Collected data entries
- Opening Delimiter -

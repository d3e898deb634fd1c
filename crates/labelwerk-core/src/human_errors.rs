// SPDX-License-Identifier: PMPL-1.0-or-later
// Copyright (c) 2026 Jonathan D.A. Jewell (hyperpolymath) <jonathan.jewell@open.ac.uk>
//
// Human-readable messages for operators standing next to the printer.
//
// Every technical error is mapped to plain English with a clear suggestion,
// and the sensor flags of a printer status are turned into an attention hint.

use crate::error::{LabelwerkError, TransportError};
use crate::types::{PrinterStatus, sensor};

/// Severity of an error from the operator's perspective.
#[derive(Debug, Clone, Copy, PartialEq, Eq)]
pub enum Severity {
    /// Network blip or timeout; the queue retries on its own.
    Transient,
    /// Someone has to do something at the printer or in the request.
    ActionRequired,
    /// Retrying will not help.
    Permanent,
    /// Labels or ribbon must be replaced.
    SuppliesRequired,
}

/// A human-readable error with plain English message and actionable suggestion.
#[derive(Debug, Clone)]
pub struct HumanError {
    pub message: String,
    pub suggestion: String,
    /// Whether the system retries by itself.
    pub retriable: bool,
    pub severity: Severity,
}

/// Convert a `LabelwerkError` into a `HumanError`.
pub fn humanize_error(err: &LabelwerkError) -> HumanError {
    match err {
        LabelwerkError::Transport(transport) => humanize_transport(transport),

        LabelwerkError::Protocol(detail) => HumanError {
            message: "The printer answered, but we couldn't understand it.".into(),
            suggestion: format!(
                "Check that the printer's language setting matches its configuration. ({detail})"
            ),
            retriable: true,
            severity: Severity::Transient,
        },

        LabelwerkError::PrinterNotFound(name) => HumanError {
            message: format!("There is no printer called '{name}'."),
            suggestion: "Pick one of the configured printers and try again.".into(),
            retriable: false,
            severity: Severity::ActionRequired,
        },

        LabelwerkError::IncompatibleTemplate { template, printer } => HumanError {
            message: format!("The '{template}' label can't be printed on '{printer}'."),
            suggestion: "Choose a printer listed for this label, or leave the printer empty to use the default.".into(),
            retriable: false,
            severity: Severity::ActionRequired,
        },

        LabelwerkError::NoCompatiblePrinter(template) => HumanError {
            message: format!("No printer is set up for the '{template}' label."),
            suggestion: "Add a printer to the label's supported printers.".into(),
            retriable: false,
            severity: Severity::ActionRequired,
        },

        LabelwerkError::TemplateNotFound(name) => HumanError {
            message: format!("There is no label called '{name}'."),
            suggestion: "Check the label name and try again.".into(),
            retriable: false,
            severity: Severity::ActionRequired,
        },

        LabelwerkError::InvalidQuantity(_) => HumanError {
            message: "At least one label must be printed.".into(),
            suggestion: "Set the quantity to 1 or more.".into(),
            retriable: false,
            severity: Severity::ActionRequired,
        },

        LabelwerkError::Render(detail) => HumanError {
            message: "The label couldn't be prepared.".into(),
            suggestion: format!("Check the values you entered. ({detail})"),
            retriable: false,
            severity: Severity::ActionRequired,
        },

        LabelwerkError::JobNotFound(_) => HumanError {
            message: "We don't know that print job.".into(),
            suggestion: "Finished jobs are forgotten after a while. Submit the label again if it didn't print.".into(),
            retriable: false,
            severity: Severity::Permanent,
        },

        LabelwerkError::JobExpired(_) => HumanError {
            message: "The printer stayed offline too long, so the label was not printed.".into(),
            suggestion: "Turn the printer on, check its cable or network, then print the label again.".into(),
            retriable: false,
            severity: Severity::ActionRequired,
        },

        LabelwerkError::QueueSendFailed { attempts, .. } => HumanError {
            message: format!("The label could not be sent after {attempts} attempt(s)."),
            suggestion: "Check the printer is on and loaded, then print the label again.".into(),
            retriable: false,
            severity: Severity::ActionRequired,
        },

        LabelwerkError::InvalidTransition { .. } => HumanError {
            message: "The print job changed state unexpectedly.".into(),
            suggestion: "Look up the job again to see its current state.".into(),
            retriable: false,
            severity: Severity::Permanent,
        },

        LabelwerkError::Config(detail) => HumanError {
            message: "The printer configuration is invalid.".into(),
            suggestion: format!("Fix the configuration file and restart. ({detail})"),
            retriable: false,
            severity: Severity::Permanent,
        },

        LabelwerkError::Io(e) => HumanError {
            message: "A file couldn't be read or written.".into(),
            suggestion: format!("Check file permissions. ({e})"),
            retriable: false,
            severity: Severity::Permanent,
        },

        LabelwerkError::Serialization(e) => HumanError {
            message: "Some data was in the wrong format.".into(),
            suggestion: format!("Check the configuration file syntax. ({e})"),
            retriable: false,
            severity: Severity::Permanent,
        },
    }
}

fn humanize_transport(err: &TransportError) -> HumanError {
    match err {
        TransportError::ConnectFailed(detail) => HumanError {
            message: "We couldn't reach the printer.".into(),
            suggestion: format!("Check the printer is on and its cable or network is connected. ({detail})"),
            retriable: true,
            severity: Severity::Transient,
        },
        TransportError::Timeout(_) => HumanError {
            message: "The printer didn't respond in time.".into(),
            suggestion: "The printer might be busy or turned off. The label stays queued until it answers.".into(),
            retriable: true,
            severity: Severity::Transient,
        },
        TransportError::ChannelClosed(_) => HumanError {
            message: "The connection to the printer was interrupted.".into(),
            suggestion: "We'll try again automatically.".into(),
            retriable: true,
            severity: Severity::Transient,
        },
    }
}

/// Operator hint derived from a printer's sensor flags, most urgent first.
///
/// Returns `None` when nothing needs attention.
pub fn describe_attention(status: &PrinterStatus) -> Option<HumanError> {
    if status.flag(sensor::HEAD_OPEN) == Some(true) {
        return Some(HumanError {
            message: "The print head is open.".into(),
            suggestion: "Close the printer lid until it clicks.".into(),
            retriable: true,
            severity: Severity::ActionRequired,
        });
    }
    if status.flag(sensor::PAPER_OUT) == Some(true) {
        return Some(HumanError {
            message: "The printer is out of labels.".into(),
            suggestion: "Load a new label roll.".into(),
            retriable: true,
            severity: Severity::SuppliesRequired,
        });
    }
    if status.flag(sensor::RIBBON_OUT) == Some(true) {
        return Some(HumanError {
            message: "The ribbon has run out.".into(),
            suggestion: "Replace the ribbon, or switch the printer to direct thermal labels.".into(),
            retriable: true,
            severity: Severity::SuppliesRequired,
        });
    }
    if status.flag(sensor::PAUSED) == Some(true) {
        return Some(HumanError {
            message: "The printer is paused.".into(),
            suggestion: "Press the pause button on the printer to resume.".into(),
            retriable: true,
            severity: Severity::ActionRequired,
        });
    }
    if status.flag(sensor::BUFFER_FULL) == Some(true) {
        return Some(HumanError {
            message: "The printer's memory is full.".into(),
            suggestion: "Wait for queued labels to finish printing.".into(),
            retriable: true,
            severity: Severity::Transient,
        });
    }
    None
}

#[cfg(test)]
mod tests {
    use super::*;
    use crate::types::JobId;

    #[test]
    fn timeout_is_transient() {
        let err = LabelwerkError::Transport(TransportError::Timeout("~HS after 3s".into()));
        let human = humanize_error(&err);
        assert_eq!(human.severity, Severity::Transient);
        assert!(human.retriable);
    }

    #[test]
    fn expired_job_is_action_required() {
        let human = humanize_error(&LabelwerkError::JobExpired(JobId::new()));
        assert_eq!(human.severity, Severity::ActionRequired);
        assert!(!human.retriable);
        assert!(human.message.contains("offline too long"));
    }

    #[test]
    fn head_open_outranks_paper_out() {
        let mut status = PrinterStatus::online_now();
        status.set_flag(sensor::PAPER_OUT, true);
        status.set_flag(sensor::HEAD_OPEN, true);
        let hint = describe_attention(&status).unwrap();
        assert!(hint.message.contains("head is open"));
    }

    #[test]
    fn healthy_printer_needs_no_attention() {
        let mut status = PrinterStatus::online_now();
        status.set_flag(sensor::PAPER_OUT, false);
        status.set_number(sensor::DARKNESS, 12.0);
        assert!(describe_attention(&status).is_none());
    }
}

- Closing Delimiter -

Assignment: Which lines in the data above contain "plain"? Show each one.

Solved problem:
// Every technical error is mapped to plain English with a clear suggestion,
/// A human-readable error with plain English message and actionable suggestion.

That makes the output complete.